(Task statement) Going down the listing below, print exactly each line from the one with "for _ in 0..RESET_INTERVAL" up to and including the one with "pub const SENTINEL: u32 = 0x8000_0000;", and skip the rest.

(Provided entries)
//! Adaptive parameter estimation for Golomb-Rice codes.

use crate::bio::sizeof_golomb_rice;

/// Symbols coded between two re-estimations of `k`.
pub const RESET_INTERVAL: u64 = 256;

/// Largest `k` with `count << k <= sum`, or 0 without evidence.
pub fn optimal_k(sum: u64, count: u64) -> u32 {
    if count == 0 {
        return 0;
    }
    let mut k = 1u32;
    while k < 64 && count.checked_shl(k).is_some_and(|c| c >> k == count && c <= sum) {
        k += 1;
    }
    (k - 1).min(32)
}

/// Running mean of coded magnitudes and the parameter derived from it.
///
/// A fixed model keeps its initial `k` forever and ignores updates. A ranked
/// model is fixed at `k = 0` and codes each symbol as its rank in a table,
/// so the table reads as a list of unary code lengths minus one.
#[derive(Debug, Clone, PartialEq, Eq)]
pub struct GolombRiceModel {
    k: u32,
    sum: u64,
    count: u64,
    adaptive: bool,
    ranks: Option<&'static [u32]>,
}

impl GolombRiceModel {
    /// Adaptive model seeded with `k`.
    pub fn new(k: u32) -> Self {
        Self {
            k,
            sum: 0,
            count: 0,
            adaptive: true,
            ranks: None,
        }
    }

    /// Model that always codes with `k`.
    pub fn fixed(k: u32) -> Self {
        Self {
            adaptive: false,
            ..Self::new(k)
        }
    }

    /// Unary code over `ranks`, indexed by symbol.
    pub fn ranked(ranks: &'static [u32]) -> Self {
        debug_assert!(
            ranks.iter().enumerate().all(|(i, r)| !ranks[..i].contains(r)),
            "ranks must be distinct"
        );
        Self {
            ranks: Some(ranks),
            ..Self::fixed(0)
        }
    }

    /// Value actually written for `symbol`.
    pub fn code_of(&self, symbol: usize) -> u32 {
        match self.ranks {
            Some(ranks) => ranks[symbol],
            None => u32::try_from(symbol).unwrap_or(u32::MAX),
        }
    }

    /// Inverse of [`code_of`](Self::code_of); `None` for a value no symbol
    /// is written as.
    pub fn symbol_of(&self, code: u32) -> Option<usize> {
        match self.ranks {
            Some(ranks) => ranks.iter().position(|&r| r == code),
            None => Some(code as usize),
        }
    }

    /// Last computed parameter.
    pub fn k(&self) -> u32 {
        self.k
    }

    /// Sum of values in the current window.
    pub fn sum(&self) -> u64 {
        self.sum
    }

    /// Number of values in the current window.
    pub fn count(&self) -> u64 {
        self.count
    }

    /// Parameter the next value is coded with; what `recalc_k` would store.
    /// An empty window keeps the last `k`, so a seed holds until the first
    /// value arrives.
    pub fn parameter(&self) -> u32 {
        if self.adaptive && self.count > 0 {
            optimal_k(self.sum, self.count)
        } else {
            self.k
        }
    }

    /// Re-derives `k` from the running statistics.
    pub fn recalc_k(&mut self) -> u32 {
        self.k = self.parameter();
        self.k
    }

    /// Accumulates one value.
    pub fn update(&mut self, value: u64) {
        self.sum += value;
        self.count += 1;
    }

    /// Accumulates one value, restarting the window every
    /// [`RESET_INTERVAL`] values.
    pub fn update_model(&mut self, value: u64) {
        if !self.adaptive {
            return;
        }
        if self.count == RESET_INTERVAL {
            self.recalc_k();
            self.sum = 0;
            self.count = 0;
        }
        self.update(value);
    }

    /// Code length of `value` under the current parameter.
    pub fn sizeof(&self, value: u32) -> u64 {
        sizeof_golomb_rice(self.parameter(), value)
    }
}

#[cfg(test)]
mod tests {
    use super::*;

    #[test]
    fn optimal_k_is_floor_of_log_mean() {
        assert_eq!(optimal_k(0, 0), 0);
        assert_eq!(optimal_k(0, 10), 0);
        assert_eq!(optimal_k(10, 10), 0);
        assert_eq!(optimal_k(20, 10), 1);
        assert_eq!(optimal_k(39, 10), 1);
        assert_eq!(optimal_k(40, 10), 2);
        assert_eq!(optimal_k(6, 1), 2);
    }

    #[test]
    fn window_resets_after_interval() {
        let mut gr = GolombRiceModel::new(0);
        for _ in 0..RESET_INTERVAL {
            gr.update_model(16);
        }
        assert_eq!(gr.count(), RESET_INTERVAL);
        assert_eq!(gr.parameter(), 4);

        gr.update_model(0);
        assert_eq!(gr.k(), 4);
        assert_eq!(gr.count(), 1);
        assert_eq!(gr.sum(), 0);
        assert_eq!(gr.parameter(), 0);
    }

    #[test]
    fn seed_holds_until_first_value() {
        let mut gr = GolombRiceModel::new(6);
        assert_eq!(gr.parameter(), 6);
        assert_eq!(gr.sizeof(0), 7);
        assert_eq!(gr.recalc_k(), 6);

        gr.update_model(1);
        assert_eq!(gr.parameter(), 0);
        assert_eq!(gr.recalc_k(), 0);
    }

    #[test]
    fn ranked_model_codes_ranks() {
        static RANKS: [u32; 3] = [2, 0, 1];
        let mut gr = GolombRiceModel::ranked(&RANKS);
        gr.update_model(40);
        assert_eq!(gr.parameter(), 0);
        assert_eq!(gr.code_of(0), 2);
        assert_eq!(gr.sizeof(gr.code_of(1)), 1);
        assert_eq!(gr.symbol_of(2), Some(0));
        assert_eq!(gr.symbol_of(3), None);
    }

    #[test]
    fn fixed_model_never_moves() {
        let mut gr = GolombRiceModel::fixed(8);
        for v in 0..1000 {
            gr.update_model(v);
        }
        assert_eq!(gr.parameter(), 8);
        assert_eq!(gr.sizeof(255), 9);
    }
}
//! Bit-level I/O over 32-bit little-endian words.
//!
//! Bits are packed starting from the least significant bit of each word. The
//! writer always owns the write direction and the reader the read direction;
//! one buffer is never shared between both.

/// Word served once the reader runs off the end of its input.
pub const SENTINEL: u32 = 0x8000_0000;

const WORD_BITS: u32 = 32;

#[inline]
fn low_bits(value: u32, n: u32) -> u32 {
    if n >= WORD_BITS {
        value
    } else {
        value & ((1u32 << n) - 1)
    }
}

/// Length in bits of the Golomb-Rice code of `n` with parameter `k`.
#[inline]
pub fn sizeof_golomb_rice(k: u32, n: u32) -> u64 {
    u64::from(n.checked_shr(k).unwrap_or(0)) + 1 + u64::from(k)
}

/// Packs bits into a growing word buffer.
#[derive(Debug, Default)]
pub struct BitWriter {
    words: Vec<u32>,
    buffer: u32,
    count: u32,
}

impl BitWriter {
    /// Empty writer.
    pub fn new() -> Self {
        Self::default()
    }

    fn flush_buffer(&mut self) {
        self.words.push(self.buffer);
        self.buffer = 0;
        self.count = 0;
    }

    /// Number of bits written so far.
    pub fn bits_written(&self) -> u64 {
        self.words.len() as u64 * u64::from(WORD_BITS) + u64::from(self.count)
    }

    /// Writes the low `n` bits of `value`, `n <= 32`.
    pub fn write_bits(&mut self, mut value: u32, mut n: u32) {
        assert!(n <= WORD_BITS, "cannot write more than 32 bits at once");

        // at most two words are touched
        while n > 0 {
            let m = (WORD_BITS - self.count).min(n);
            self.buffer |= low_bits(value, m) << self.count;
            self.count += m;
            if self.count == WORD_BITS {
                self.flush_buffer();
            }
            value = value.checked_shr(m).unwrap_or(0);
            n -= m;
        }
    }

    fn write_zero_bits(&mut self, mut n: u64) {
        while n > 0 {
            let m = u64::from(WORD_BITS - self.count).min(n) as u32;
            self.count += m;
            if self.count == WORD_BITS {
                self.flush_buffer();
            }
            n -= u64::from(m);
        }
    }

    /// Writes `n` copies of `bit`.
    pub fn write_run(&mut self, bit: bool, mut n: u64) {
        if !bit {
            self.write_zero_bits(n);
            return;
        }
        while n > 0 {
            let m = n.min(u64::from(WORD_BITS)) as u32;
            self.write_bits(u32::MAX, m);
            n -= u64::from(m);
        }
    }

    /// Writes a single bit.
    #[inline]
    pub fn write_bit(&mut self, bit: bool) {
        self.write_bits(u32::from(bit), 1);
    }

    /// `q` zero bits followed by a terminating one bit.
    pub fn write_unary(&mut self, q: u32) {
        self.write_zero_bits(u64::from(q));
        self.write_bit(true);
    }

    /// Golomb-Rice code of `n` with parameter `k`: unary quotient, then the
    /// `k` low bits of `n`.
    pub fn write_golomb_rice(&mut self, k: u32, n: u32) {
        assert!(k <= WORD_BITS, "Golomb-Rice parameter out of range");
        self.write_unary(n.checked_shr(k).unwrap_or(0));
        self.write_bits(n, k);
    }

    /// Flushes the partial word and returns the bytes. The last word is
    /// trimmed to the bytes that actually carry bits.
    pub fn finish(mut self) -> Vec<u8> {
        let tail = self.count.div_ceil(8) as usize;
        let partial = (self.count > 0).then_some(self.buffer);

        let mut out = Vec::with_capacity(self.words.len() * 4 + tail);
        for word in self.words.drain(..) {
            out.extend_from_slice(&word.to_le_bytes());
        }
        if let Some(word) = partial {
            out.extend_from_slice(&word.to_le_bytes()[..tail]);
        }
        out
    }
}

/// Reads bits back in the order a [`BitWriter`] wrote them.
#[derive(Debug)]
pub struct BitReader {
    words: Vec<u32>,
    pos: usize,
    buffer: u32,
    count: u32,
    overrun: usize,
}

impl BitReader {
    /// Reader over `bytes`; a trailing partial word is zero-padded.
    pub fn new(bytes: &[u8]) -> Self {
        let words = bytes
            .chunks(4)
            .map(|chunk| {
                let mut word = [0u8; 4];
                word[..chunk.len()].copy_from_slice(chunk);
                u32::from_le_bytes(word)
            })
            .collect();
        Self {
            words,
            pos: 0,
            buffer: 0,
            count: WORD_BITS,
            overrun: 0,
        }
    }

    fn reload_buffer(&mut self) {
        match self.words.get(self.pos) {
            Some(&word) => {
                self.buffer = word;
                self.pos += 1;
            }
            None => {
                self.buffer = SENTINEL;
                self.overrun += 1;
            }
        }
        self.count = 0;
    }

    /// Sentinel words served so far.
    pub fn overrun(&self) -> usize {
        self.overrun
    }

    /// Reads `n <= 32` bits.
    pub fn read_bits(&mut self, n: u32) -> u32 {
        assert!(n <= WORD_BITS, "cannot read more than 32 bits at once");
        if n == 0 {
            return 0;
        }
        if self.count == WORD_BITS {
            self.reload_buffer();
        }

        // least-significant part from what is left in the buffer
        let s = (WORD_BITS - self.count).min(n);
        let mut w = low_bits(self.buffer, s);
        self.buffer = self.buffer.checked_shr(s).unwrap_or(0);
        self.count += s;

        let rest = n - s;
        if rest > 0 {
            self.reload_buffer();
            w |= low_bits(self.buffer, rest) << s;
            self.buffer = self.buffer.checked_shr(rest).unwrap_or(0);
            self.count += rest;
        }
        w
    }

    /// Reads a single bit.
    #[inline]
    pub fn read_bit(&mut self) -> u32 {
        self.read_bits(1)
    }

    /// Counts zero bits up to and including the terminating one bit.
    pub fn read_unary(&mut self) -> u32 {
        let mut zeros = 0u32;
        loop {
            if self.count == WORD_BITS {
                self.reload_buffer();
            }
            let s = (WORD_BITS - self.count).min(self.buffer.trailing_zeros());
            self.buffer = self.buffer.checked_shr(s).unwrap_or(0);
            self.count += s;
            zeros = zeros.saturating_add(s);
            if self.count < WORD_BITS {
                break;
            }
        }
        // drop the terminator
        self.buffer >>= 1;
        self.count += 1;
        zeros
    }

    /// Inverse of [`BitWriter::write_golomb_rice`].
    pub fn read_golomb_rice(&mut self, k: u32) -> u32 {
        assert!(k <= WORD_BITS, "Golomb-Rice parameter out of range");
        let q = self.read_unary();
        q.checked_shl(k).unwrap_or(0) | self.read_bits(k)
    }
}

(Answer section)
        for _ in 0..RESET_INTERVAL {
            gr.update_model(16);
        }
        assert_eq!(gr.count(), RESET_INTERVAL);
        assert_eq!(gr.parameter(), 4);

        gr.update_model(0);
        assert_eq!(gr.k(), 4);
        assert_eq!(gr.count(), 1);
        assert_eq!(gr.sum(), 0);
        assert_eq!(gr.parameter(), 0);
    }

    #[test]
    fn seed_holds_until_first_value() {
        let mut gr = GolombRiceModel::new(6);
        assert_eq!(gr.parameter(), 6);
        assert_eq!(gr.sizeof(0), 7);
        assert_eq!(gr.recalc_k(), 6);

        gr.update_model(1);
        assert_eq!(gr.parameter(), 0);
        assert_eq!(gr.recalc_k(), 0);
    }

    #[test]
    fn ranked_model_codes_ranks() {
        static RANKS: [u32; 3] = [2, 0, 1];
        let mut gr = GolombRiceModel::ranked(&RANKS);
        gr.update_model(40);
        assert_eq!(gr.parameter(), 0);
        assert_eq!(gr.code_of(0), 2);
        assert_eq!(gr.sizeof(gr.code_of(1)), 1);
        assert_eq!(gr.symbol_of(2), Some(0));
        assert_eq!(gr.symbol_of(3), None);
    }

    #[test]
    fn fixed_model_never_moves() {
        let mut gr = GolombRiceModel::fixed(8);
        for v in 0..1000 {
            gr.update_model(v);
        }
        assert_eq!(gr.parameter(), 8);
        assert_eq!(gr.sizeof(255), 9);
    }
}
//! Bit-level I/O over 32-bit little-endian words.
//!
//! Bits are packed starting from the least significant bit of each word. The
//! writer always owns the write direction and the reader the read direction;
//! one buffer is never shared between both.

/// Word served once the reader runs off the end of its input.
pub const SENTINEL: u32 = 0x8000_0000;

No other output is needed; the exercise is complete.